Yeah, brilliant. Now it's not enough to get some early points on the board, although that does feel good to win, it's another way to really understand some of the downside. And just being new to this industry, there's probably unknown risks that you're dealing with, for those people who may be just starting out or looking to jump into private equity, how do they not lose when really rolling out their first deals? What would you say?
Joe DaGrosa
Well, I'd say due diligence is absolutely key in making sure you have good advisors. And when I say good advisors, you know, think legal and accounting that's that's absolutely necessary, and you want a quality of earnings report done by by, you know, decent accountants. I mean, you don't have to go out and necessarily hire BDO or KPMG, but, you know, find a, find a good, strong firm that's done quality of earnings reports, because understanding the drivers to how a business makes money and generates cash is key. So we've touched so far on the balance sheet, the income statement, I would argue that the most important financial statement is the cash flow statement. It's the least understood and most often neglected. But at the end of the day, I mean, you can grow a business, but if your receivables are growing faster than your business is, you're going to run out of cash sooner or later. So understanding the cash flow cycle the business is very key, and that's something a lot a lot of people ignore, to their, you know, to their great regret down the road. So I'd say, make sure you have, you know, great support. Get a quality of earnings done, work with, you know, good law firm so that the deal is structured right. They'll point out, you know, maybe some things that you haven't, you haven't thought of, and ideally, get an industry advisor.

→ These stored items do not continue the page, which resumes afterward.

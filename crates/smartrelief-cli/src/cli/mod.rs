pub mod commands;
pub mod output;

use anyhow::{Context, Result};
use clap::{Parser, Subcommand};
use smartrelief_assess::{AssessmentPipeline, Config};
use std::path::PathBuf;
use tracing::debug;

/// SmartRelief - disaster damage assessment from site photographs
#[derive(Parser, Debug)]
#[command(
    name = "smartrelief",
    version,
    about = "Score disaster damage from site photographs",
    long_about = "Assess damage severity, response priority, resource demand and recommended actions \
                  from a photograph of a disaster site.\n\n\
                  Supports single images and parallel batch assessment of a directory."
)]
pub struct Cli {
    /// Path to configuration file
    #[arg(short, long, global = true, env = "SMARTRELIEF_CONFIG")]
    pub config: Option<PathBuf>,

    /// Trained classifier artifact; overrides `model.path`
    #[arg(short, long, global = true, value_name = "PATH")]
    pub model: Option<PathBuf>,

    /// Enable verbose logging (DEBUG level)
    #[arg(short, long, global = true)]
    pub verbose: bool,

    /// Suppress all non-error output
    #[arg(short, long, global = true, conflicts_with = "verbose")]
    pub quiet: bool,

    #[command(subcommand)]
    pub command: Commands,
}

#[derive(Subcommand, Debug)]
pub enum Commands {
    /// Assess a single image
    Assess(commands::assess::AssessArgs),

    /// Assess every supported image in a directory
    Batch(commands::batch::BatchArgs),

    /// Inspect or create configuration
    Config(commands::config::ConfigArgs),

    /// Show version information
    Version,
}

#[derive(Debug, Clone, Copy, PartialEq, Eq, clap::ValueEnum)]
pub enum OutputFormat {
    /// Human-readable summary
    Text,
    /// Full report as JSON
    Json,
}

impl Cli {
    /// Effective configuration: file or defaults, then `SMARTRELIEF_*`
    /// overrides, then `--model`.
    pub fn load_config(&self) -> Result<Config> {
        let mut config = match &self.config {
            Some(path) => Config::from_file(path)
                .with_context(|| format!("Failed to load config from {}", path.display()))?,
            None => Config::default(),
        };
        config
            .apply_overrides(std::env::vars())
            .context("Invalid SMARTRELIEF_* override")?;
        if let Some(model) = &self.model {
            config.model.path = Some(model.clone());
        }
        config.validate()?;
        debug!(?config, "configuration loaded");
        Ok(config)
    }

    /// Pipeline built from the effective configuration
    pub fn pipeline(&self) -> Result<AssessmentPipeline> {
        let config = self.load_config()?;
        AssessmentPipeline::new(config).context("Failed to build assessment pipeline")
    }
}
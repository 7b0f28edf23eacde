//! Damage classification value objects.
//!
//! Two independent score-to-level tables live here. They classify different
//! axes and are kept apart on purpose:
//!
//! - [`DamageLevel::from_damage_score`] buckets the pixel-evidence damage score in `[0, 1]`.
//! - [`DamageLevel::from_severity`] buckets the blended response severity in `[1, 10]`.

use serde::{Deserialize, Serialize};

/// Sub-score above which an indicator counts as active.
pub const INDICATOR_ACTIVE_THRESHOLD: f64 = 0.5;

/// Ordinal damage classification.
///
/// Variants are declared in ascending order so that `Ord` follows severity.
#[derive(Debug, Clone, Copy, PartialEq, Eq, PartialOrd, Ord, Hash, Serialize, Deserialize)]
pub enum DamageLevel {
    /// No meaningful damage visible
    Minimal,
    /// Cosmetic or superficial damage
    Minor,
    /// Repairable structural damage
    Moderate,
    /// Major structural damage, partial collapse possible
    Severe,
    /// Collapse or imminent collapse
    Critical,
}

impl DamageLevel {
    /// All levels in ascending order.
    pub const ALL: [DamageLevel; 5] = [
        DamageLevel::Minimal,
        DamageLevel::Minor,
        DamageLevel::Moderate,
        DamageLevel::Severe,
        DamageLevel::Critical,
    ];

    /// Classify a pixel-evidence damage score in `[0, 1]`.
    ///
    /// `<0.2 Minimal, <0.4 Minor, <0.6 Moderate, <0.8 Severe, else Critical`.
    /// NaN is treated as the floor.
    pub fn from_damage_score(score: f64) -> Self {
        if score.is_nan() || score < 0.2 {
            DamageLevel::Minimal
        } else if score < 0.4 {
            DamageLevel::Minor
        } else if score < 0.6 {
            DamageLevel::Moderate
        } else if score < 0.8 {
            DamageLevel::Severe
        } else {
            DamageLevel::Critical
        }
    }

    /// Classify a blended severity in `[1, 10]`.
    ///
    /// `<=2 Minimal, <=4 Minor, <=6 Moderate, <=8 Severe, else Critical`.
    pub fn from_severity(severity: f64) -> Self {
        if severity.is_nan() || severity <= 2.0 {
            DamageLevel::Minimal
        } else if severity <= 4.0 {
            DamageLevel::Minor
        } else if severity <= 6.0 {
            DamageLevel::Moderate
        } else if severity <= 8.0 {
            DamageLevel::Severe
        } else {
            DamageLevel::Critical
        }
    }

    /// Zero-based ordinal index, used as the classifier output space.
    pub fn index(&self) -> usize {
        *self as usize
    }

    /// Level for a classifier output index; out-of-range indices saturate to `Critical`.
    pub fn from_index(index: usize) -> Self {
        Self::ALL.get(index).copied().unwrap_or(DamageLevel::Critical)
    }

    /// Stable label used in reports.
    pub fn as_str(&self) -> &'static str {
        match self {
            DamageLevel::Minimal => "Minimal",
            DamageLevel::Minor => "Minor",
            DamageLevel::Moderate => "Moderate",
            DamageLevel::Severe => "Severe",
            DamageLevel::Critical => "Critical",
        }
    }
}

impl std::fmt::Display for DamageLevel {
    fn fmt(&self, f: &mut std::fmt::Formatter<'_>) -> std::fmt::Result {
        f.write_str(self.as_str())
    }
}

/// The five image signals that feed damage scoring.
#[derive(Debug, Clone, Copy, PartialEq, Eq, Hash, Serialize, Deserialize)]
#[serde(rename_all = "snake_case")]
pub enum Signal {
    /// Color statistics
    Color,
    /// LBP entropy and GLCM texture
    Texture,
    /// Edge density and straight-line count
    Edges,
    /// Difference-of-blur debris candidates
    Debris,
    /// Line-angle structural deformation
    Deformation,
}

impl Signal {
    /// All signals in scoring order.
    pub const ALL: [Signal; 5] = [
        Signal::Color,
        Signal::Texture,
        Signal::Edges,
        Signal::Debris,
        Signal::Deformation,
    ];

    /// Lowercase name used in logs and error messages.
    pub fn name(&self) -> &'static str {
        match self {
            Signal::Color => "color",
            Signal::Texture => "texture",
            Signal::Edges => "edges",
            Signal::Debris => "debris",
            Signal::Deformation => "deformation",
        }
    }
}

impl std::fmt::Display for Signal {
    fn fmt(&self, f: &mut std::fmt::Formatter<'_>) -> std::fmt::Result {
        f.write_str(self.name())
    }
}

/// Per-signal damage indicators derived from a feature set.
#[derive(Debug, Clone, Copy, PartialEq, Default, Serialize, Deserialize)]
pub struct DamageIndicators {
    /// Color-derived damage score in `[0, 1]`
    pub color_score: f64,
    /// Texture-derived damage score in `[0, 1]`
    pub texture_score: f64,
    /// Edge-derived damage score in `[0, 1]`
    pub edge_score: f64,
    /// Debris score in `[0, 1]`
    pub debris_score: f64,
    /// Structural deformation score in `[0, 1]`
    pub deformation_score: f64,
    /// Color indicator active
    pub color_damage: bool,
    /// Texture indicator active
    pub texture_damage: bool,
    /// Edge indicator active
    pub edge_damage: bool,
    /// Debris indicator active
    pub debris_present: bool,
    /// Deformation indicator active
    pub deformation_present: bool,
}

impl DamageIndicators {
    /// Build indicators from raw sub-scores. Scores are clamped to `[0, 1]`.
    pub fn new(color: f64, texture: f64, edge: f64, debris: f64, deformation: f64) -> Self {
        let color_score = unit(color);
        let texture_score = unit(texture);
        let edge_score = unit(edge);
        let debris_score = unit(debris);
        let deformation_score = unit(deformation);

        Self {
            color_score,
            texture_score,
            edge_score,
            debris_score,
            deformation_score,
            color_damage: color_score > INDICATOR_ACTIVE_THRESHOLD,
            texture_damage: texture_score > INDICATOR_ACTIVE_THRESHOLD,
            edge_damage: edge_score > INDICATOR_ACTIVE_THRESHOLD,
            debris_present: debris_score > INDICATOR_ACTIVE_THRESHOLD,
            deformation_present: deformation_score > INDICATOR_ACTIVE_THRESHOLD,
        }
    }

    /// Sub-scores in [`Signal::ALL`] order.
    pub fn scores(&self) -> [f64; 5] {
        [
            self.color_score,
            self.texture_score,
            self.edge_score,
            self.debris_score,
            self.deformation_score,
        ]
    }

    /// Score for a single signal.
    pub fn score(&self, signal: Signal) -> f64 {
        match signal {
            Signal::Color => self.color_score,
            Signal::Texture => self.texture_score,
            Signal::Edges => self.edge_score,
            Signal::Debris => self.debris_score,
            Signal::Deformation => self.deformation_score,
        }
    }

    /// Number of indicators whose score exceeds [`INDICATOR_ACTIVE_THRESHOLD`].
    pub fn active_count(&self) -> usize {
        [
            self.color_damage,
            self.texture_damage,
            self.edge_damage,
            self.debris_present,
            self.deformation_present,
        ]
        .iter()
        .filter(|active| **active)
        .count()
    }
}

/// Which classification path produced a [`DamageAssessment`].
#[derive(Debug, Clone, Copy, PartialEq, Eq, Serialize, Deserialize)]
#[serde(rename_all = "snake_case")]
pub enum ClassificationSource {
    /// Weighted rule over indicator scores
    RuleBased,
    /// Trained statistical classifier
    Trained,
}

/// Pixel-evidence damage assessment.
#[derive(Debug, Clone, PartialEq, Serialize, Deserialize)]
pub struct DamageAssessment {
    /// Damage score in `[0, 1]`
    pub damage_score: f64,
    /// Level from the damage-score table
    pub damage_level: DamageLevel,
    /// Assessment confidence in `[0, 0.95]`
    pub confidence: f64,
    /// Classification path
    pub source: ClassificationSource,
}

impl DamageAssessment {
    /// Floor assessment used for degraded results.
    pub fn floor(baseline_confidence: f64) -> Self {
        Self {
            damage_score: 0.0,
            damage_level: DamageLevel::Minimal,
            confidence: baseline_confidence,
            source: ClassificationSource::RuleBased,
        }
    }
}

/// Clamp to `[0, 1]`, mapping NaN to 0.
pub(crate) fn unit(value: f64) -> f64 {
    if value.is_nan() {
        0.0
    } else {
        value.clamp(0.0, 1.0)
    }
}

#[cfg(test)]
mod tests {
    use super::*;

    #[test]
    fn test_damage_score_table_boundaries() {
        assert_eq!(DamageLevel::from_damage_score(0.0), DamageLevel::Minimal);
        assert_eq!(DamageLevel::from_damage_score(0.199), DamageLevel::Minimal);
        assert_eq!(DamageLevel::from_damage_score(0.2), DamageLevel::Minor);
        assert_eq!(DamageLevel::from_damage_score(0.4), DamageLevel::Moderate);
        assert_eq!(DamageLevel::from_damage_score(0.6), DamageLevel::Severe);
        assert_eq!(DamageLevel::from_damage_score(0.8), DamageLevel::Critical);
        assert_eq!(DamageLevel::from_damage_score(1.0), DamageLevel::Critical);
        assert_eq!(DamageLevel::from_damage_score(f64::NAN), DamageLevel::Minimal);
    }

    #[test]
    fn test_severity_table_boundaries() {
        assert_eq!(DamageLevel::from_severity(1.0), DamageLevel::Minimal);
        assert_eq!(DamageLevel::from_severity(2.0), DamageLevel::Minimal);
        assert_eq!(DamageLevel::from_severity(2.1), DamageLevel::Minor);
        assert_eq!(DamageLevel::from_severity(3.0), DamageLevel::Minor);
        assert_eq!(DamageLevel::from_severity(6.0), DamageLevel::Moderate);
        assert_eq!(DamageLevel::from_severity(8.0), DamageLevel::Severe);
        assert_eq!(DamageLevel::from_severity(9.0), DamageLevel::Critical);
    }

    #[test]
    fn test_tables_are_monotonic() {
        let mut previous = DamageLevel::Minimal;
        for step in 0..=1000 {
            let level = DamageLevel::from_damage_score(step as f64 / 1000.0);
            assert!(level >= previous);
            previous = level;
        }

        let mut previous = DamageLevel::Minimal;
        for step in 100..=1000 {
            let level = DamageLevel::from_severity(step as f64 / 100.0);
            assert!(level >= previous);
            previous = level;
        }
    }

    #[test]
    fn test_index_round_trip_saturates() {
        for level in DamageLevel::ALL {
            assert_eq!(DamageLevel::from_index(level.index()), level);
        }
        assert_eq!(DamageLevel::from_index(42), DamageLevel::Critical);
    }

    #[test]
    fn test_indicators_clamp_and_count() {
        let indicators = DamageIndicators::new(1.4, 0.6, 0.5, -0.2, f64::NAN);
        assert_eq!(indicators.color_score, 1.0);
        assert_eq!(indicators.debris_score, 0.0);
        assert_eq!(indicators.deformation_score, 0.0);
        // 0.5 is not strictly above the threshold
        assert!(!indicators.edge_damage);
        assert_eq!(indicators.active_count(), 2);
    }
}
//! Logistic damage classifier stored as JSON.

use std::path::Path;

use serde::{Deserialize, Serialize};

use super::{DamageClassifier, FeatureVector, ModelError, ModelPrediction};
use crate::domain::DamageLevel;
use crate::scoring::confidence::{BASELINE_CONFIDENCE, MAX_CONFIDENCE};

/// `sigmoid(weights . x + bias)` over a [`FeatureVector`].
#[derive(Debug, Clone, PartialEq, Serialize, Deserialize)]
pub struct LinearDamageClassifier {
    weights: Vec<f64>,
    bias: f64,
    version: String,
}

impl LinearDamageClassifier {
    /// Create a classifier, checking weight count and finiteness.
    pub fn new(weights: Vec<f64>, bias: f64, version: impl Into<String>) -> Result<Self, ModelError> {
        let model = Self {
            weights,
            bias,
            version: version.into(),
        };
        model.check()?;
        Ok(model)
    }

    /// Load from a JSON artifact.
    pub fn from_file<P: AsRef<Path>>(path: P) -> Result<Self, ModelError> {
        let path = path.as_ref();
        if !path.exists() {
            return Err(ModelError::NotFound(path.display().to_string()));
        }
        let content = std::fs::read_to_string(path)?;
        let model: Self =
            serde_json::from_str(&content).map_err(|e| ModelError::Parse(e.to_string()))?;
        model.check()?;
        Ok(model)
    }

    /// Save as a JSON artifact.
    pub fn to_file<P: AsRef<Path>>(&self, path: P) -> Result<(), ModelError> {
        let content =
            serde_json::to_string_pretty(self).map_err(|e| ModelError::Parse(e.to_string()))?;
        std::fs::write(path, content)?;
        Ok(())
    }

    fn check(&self) -> Result<(), ModelError> {
        if self.weights.len() != FeatureVector::LEN {
            return Err(ModelError::DimensionMismatch {
                expected: FeatureVector::LEN,
                found: self.weights.len(),
            });
        }
        if !self.bias.is_finite() || self.weights.iter().any(|w| !w.is_finite()) {
            return Err(ModelError::NonFinite("weights"));
        }
        Ok(())
    }
}

impl DamageClassifier for LinearDamageClassifier {
    fn predict(&self, features: &FeatureVector) -> Result<ModelPrediction, ModelError> {
        let z = self.bias
            + self
                .weights
                .iter()
                .zip(features.as_slice())
                .map(|(w, x)| w * x)
                .sum::<f64>();
        let p = 1.0 / (1.0 + (-z).exp());
        if !p.is_finite() {
            return Err(ModelError::NonFinite("prediction"));
        }

        // Confidence grows with distance from the decision midpoint.
        let margin = (2.0 * p - 1.0).abs();
        Ok(ModelPrediction {
            damage_score: p,
            damage_level: DamageLevel::from_damage_score(p),
            confidence: Some(BASELINE_CONFIDENCE + (MAX_CONFIDENCE - BASELINE_CONFIDENCE) * margin),
        })
    }

    fn version(&self) -> &str {
        &self.version
    }
}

So whatever industry you're buying into, even if you think you know it, there's so many guys who are in their 60s and 70s who people treat them like they're dead weight. They would love to help a young person, you know, navigate, you know, in industry, it's something that you know, I've begun to do. I remember my father did it when, when he retired, I know a lot of people who do it now. There's a lot of guys who just, you know, don't want to be sitting around the country club all day long. They want to be engaged, they want to have a reason to get out of bed. And they're 30 tremendous resource, and they're relatively easy to find online these days.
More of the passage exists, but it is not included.